Matthew Cerrone, Lead Writer
Sandy Alderson expects Ike Davis and Lucas Duda to be in camp together for Spring Training, he told SNY earlier this week in Chicago.
“We’re going to have some competition at first base,” he said. “It’s possible both will be on the team and, if they are, I think it’s important to have some flexibility in how they’re used.”
According to Alderson, it’s possible Duda could see time in the outfield, as well.
“W’re looking forward to the competition,” Alderson said, referring to a position battle at first base.
The Mets are not alone. In November, I mentioned how a mix-and-match, put-guys-in-the-best-position-to-succeed strategy is emerging across baseball, according to several people familiar with the market and front-office thinking.
“There is a premium on offense right now, especially power,” an NL source told me, after pointing out that fewer runs were scored last year than at any point in the last decade. It’s a common theme. He pointed to success last year in Oakland, Boston, St.
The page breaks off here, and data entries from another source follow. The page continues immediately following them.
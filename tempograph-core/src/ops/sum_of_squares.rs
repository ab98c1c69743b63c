//! Whole-batch sum-of-squared-differences criterion.

use crate::error::TempoGraphError;
use crate::layout::{mask_columns_to, FrameRange};

use super::{BackwardCtx, ForwardCtx, ShapeInfo};

/// Output is always scalar; the two operands must agree once settled.
pub(super) fn infer_shape(
    node_name: &str,
    inputs: &[ShapeInfo<'_>],
) -> Result<(usize, usize), TempoGraphError> {
    let (a, b) = (inputs[0], inputs[1]);
    if a.rows != 0 && b.rows != 0 && a.rows != b.rows {
        return Err(TempoGraphError::ShapeMismatch {
            node: node_name.to_string(),
            operation: "SumOfSquares".to_string(),
            expected: (a.rows, a.cols),
            actual: (b.rows, b.cols),
        });
    }
    if a.cols != 0 && b.cols != 0 && a.cols != b.cols {
        return Err(TempoGraphError::ShapeMismatch {
            node: node_name.to_string(),
            operation: "SumOfSquares".to_string(),
            expected: (a.rows, a.cols),
            actual: (b.rows, b.cols),
        });
    }
    Ok((1, 1))
}

/// `v = 0.5 * sum((a - b)^2)` over the whole minibatch. The difference is
/// staged in the scratch buffer and its gap columns zeroed there, which is
/// how this criterion keeps padding out of the objective despite opting out
/// of scheduler masking.
pub(super) fn forward(ctx: &mut ForwardCtx<'_>) -> Result<(), TempoGraphError> {
    let a = ctx.inputs[0];
    let b = ctx.inputs[1];
    if a.shape() != b.shape() {
        return Err(TempoGraphError::ShapeMismatch {
            node: ctx.node_name.to_string(),
            operation: ctx.kind.name().to_string(),
            expected: a.shape(),
            actual: b.shape(),
        });
    }
    let scratch = ctx.scratch.as_mut().ok_or_else(|| {
        TempoGraphError::InternalError(format!(
            "criterion forward for '{}' without a scratch buffer",
            ctx.node_name
        ))
    })?;
    if scratch.shape() != a.shape() {
        return Err(TempoGraphError::InternalError(format!(
            "criterion scratch for '{}' is {:?}, operands are {:?}",
            ctx.node_name,
            scratch.shape(),
            a.shape()
        )));
    }
    let rows = a.rows();
    for j in 0..a.cols() {
        let a_col = a.column(j);
        let b_col = b.column(j);
        let s_col = scratch.column_mut(j);
        for r in 0..rows {
            s_col[r] = a_col[r] - b_col[r];
        }
    }
    if let Some(layout) = ctx.layout {
        mask_columns_to(scratch, layout, FrameRange::all(), 0.0)?;
    }
    let total: f32 = scratch.data().iter().map(|v| v * v).sum();
    if ctx.out.shape() != (1, 1) {
        ctx.out.resize(1, 1);
    }
    ctx.out.set(0, 0, 0.5 * total);
    Ok(())
}

/// `d/da = g * (a - b)` and `d/db = -g * (a - b)`, reusing the masked
/// difference staged by the forward pass.
pub(super) fn backward(ctx: &mut BackwardCtx<'_>) -> Result<(), TempoGraphError> {
    let scratch = ctx.scratch.as_ref().ok_or_else(|| {
        TempoGraphError::InternalError(format!(
            "criterion backward for '{}' before its forward pass",
            ctx.node_name
        ))
    })?;
    if ctx.grad_out.shape() != scratch.shape() {
        return Err(TempoGraphError::InternalError(format!(
            "criterion gradient for '{}' is {:?}, staged difference is {:?}",
            ctx.node_name,
            ctx.grad_out.shape(),
            scratch.shape()
        )));
    }
    let scale = ctx.own_gradient.at(0, 0) * if ctx.input_index == 0 { 1.0 } else { -1.0 };
    for (dst, src) in ctx.grad_out.data_mut().iter_mut().zip(scratch.data().iter()) {
        *dst += scale * src;
    }
    Ok(())
}

#[cfg(test)]
#[path = "sum_of_squares_test.rs"]
mod tests;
Louis and Tampa — and the Yankees to a certain extent — who routinely used multiple lineups, platoons and rotated players.
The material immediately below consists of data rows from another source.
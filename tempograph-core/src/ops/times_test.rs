#[cfg(test)]
mod tests {
    use crate::layout::FrameRange;
    use crate::matrix::Matrix;
    use crate::ops::{self, BackwardCtx, ForwardCtx, OpKind, ShapeInfo};

    // W = [[1, 2, 3], [4, 5, 6]] in column-major storage.
    fn weight() -> Matrix {
        Matrix::from_columns(2, 3, vec![1.0, 4.0, 2.0, 5.0, 3.0, 6.0]).unwrap()
    }

    fn samples() -> Matrix {
        Matrix::from_columns(3, 2, vec![1.0, 0.0, 1.0, 0.0, 1.0, 1.0]).unwrap()
    }

    #[test]
    fn test_times_forward() {
        let w = weight();
        let x = samples();
        let mut out = Matrix::zeros(2, 2);
        let mut scratch = None;
        let mut ctx = ForwardCtx {
            node_name: "proj",
            kind: &OpKind::Times,
            inputs: &[&w, &x],
            layout: None,
            frame: FrameRange::all(),
            out: &mut out,
            scratch: &mut scratch,
        };
        ops::forward(&mut ctx).unwrap();
        assert_eq!(out.data(), &[4.0, 10.0, 5.0, 11.0]);
    }

    #[test]
    fn test_times_backward_left_operand() {
        let w = weight();
        let x = samples();
        let own_value = Matrix::zeros(2, 2);
        let own_gradient = Matrix::from_columns(2, 2, vec![1.0, 1.0, 1.0, 1.0]).unwrap();
        let mut grad_out = Matrix::zeros(2, 3);
        let mut scratch = None;
        let mut ctx = BackwardCtx {
            node_name: "proj",
            kind: &OpKind::Times,
            input_index: 0,
            inputs: &[&w, &x],
            own_value: &own_value,
            own_gradient: &own_gradient,
            layout: None,
            frame: FrameRange::all(),
            grad_out: &mut grad_out,
            scratch: &mut scratch,
        };
        ops::backward(&mut ctx).unwrap();
        // dW = g * x^T with g all ones: each dW column is the x row sum.
        assert_eq!(grad_out.data(), &[1.0, 1.0, 1.0, 1.0, 2.0, 2.0]);
    }

    #[test]
    fn test_times_backward_right_operand() {
        let w = weight();
        let x = samples();
        let own_value = Matrix::zeros(2, 2);
        let own_gradient = Matrix::from_columns(2, 2, vec![1.0, 1.0, 1.0, 1.0]).unwrap();
        let mut grad_out = Matrix::zeros(3, 2);
        let mut scratch = None;
        let mut ctx = BackwardCtx {
            node_name: "proj",
            kind: &OpKind::Times,
            input_index: 1,
            inputs: &[&w, &x],
            own_value: &own_value,
            own_gradient: &own_gradient,
            layout: None,
            frame: FrameRange::all(),
            grad_out: &mut grad_out,
            scratch: &mut scratch,
        };
        ops::backward(&mut ctx).unwrap();
        // dX[:, j] = W^T * g[:, j] = column sums of W.
        assert_eq!(grad_out.data(), &[5.0, 7.0, 9.0, 5.0, 7.0, 9.0]);
    }

    #[test]
    fn test_times_shape_inner_dim_mismatch() {
        let a = ShapeInfo {
            name: "w",
            rows: 2,
            cols: 3,
            has_layout: false,
        };
        let b = ShapeInfo {
            name: "x",
            rows: 4,
            cols: 8,
            has_layout: true,
        };
        assert!(ops::infer_shape(&OpKind::Times, "proj", &[a, b], (0, 0)).is_err());
    }

    #[test]
    fn test_times_shape_unsettled_right() {
        let a = ShapeInfo {
            name: "w",
            rows: 2,
            cols: 3,
            has_layout: false,
        };
        let b = ShapeInfo {
            name: "x",
            rows: 0,
            cols: 0,
            has_layout: true,
        };
        let out = ops::infer_shape(&OpKind::Times, "proj", &[a, b], (0, 0)).unwrap();
        assert_eq!(out, (2, 0));
    }
}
It’s a market strategy that lead to the Reds giving Skip Schumaker, 34, a two-year, $10 million deal. Last year, he hit .262 in just 125 games for the Dodgers, but played second base and all three outfield positions.
In a talk with reporters during the Winter Meetings, Alderson said, “We’re looking for is eight players who give us our offensive package without completely sacrificing the defense.”
In looking at the likely 25-man, it’s clear we can expect to watch rotating platoon at first base, left and center field.
Thankfully, according to research by Kevin Brennan, a reader of MetsBlog, the Mets can feature a better-than-league average .318 OBP when using Davis at first and Duda in left against right-handed pitching, while turning to Josh Satin at first and Chris Young in right against left-handed pitching.
Brennan’s projections are based on three-year platoon splits, and Fangraphs projections for players who are less established. He also factored in the pitchers spot (assuming a .200 OBP), and the difference in at bats based on batting order using the NL averages from last year. “These are, of course, rough estimates,” he said.
Of course, I can’t see the Mets trusting Duda to patrol the outfield for 100 games a year. That would be insane. He’s fielding is so bad it would essentially negate anything he brings to the plate. Instead, I’m sure Terry Collins, Alderson and every pitcher on the team will always prefer to have Young, Curtis Granderson and Juan Lagares behind them. So, how this puzzle fits together remains to be seen…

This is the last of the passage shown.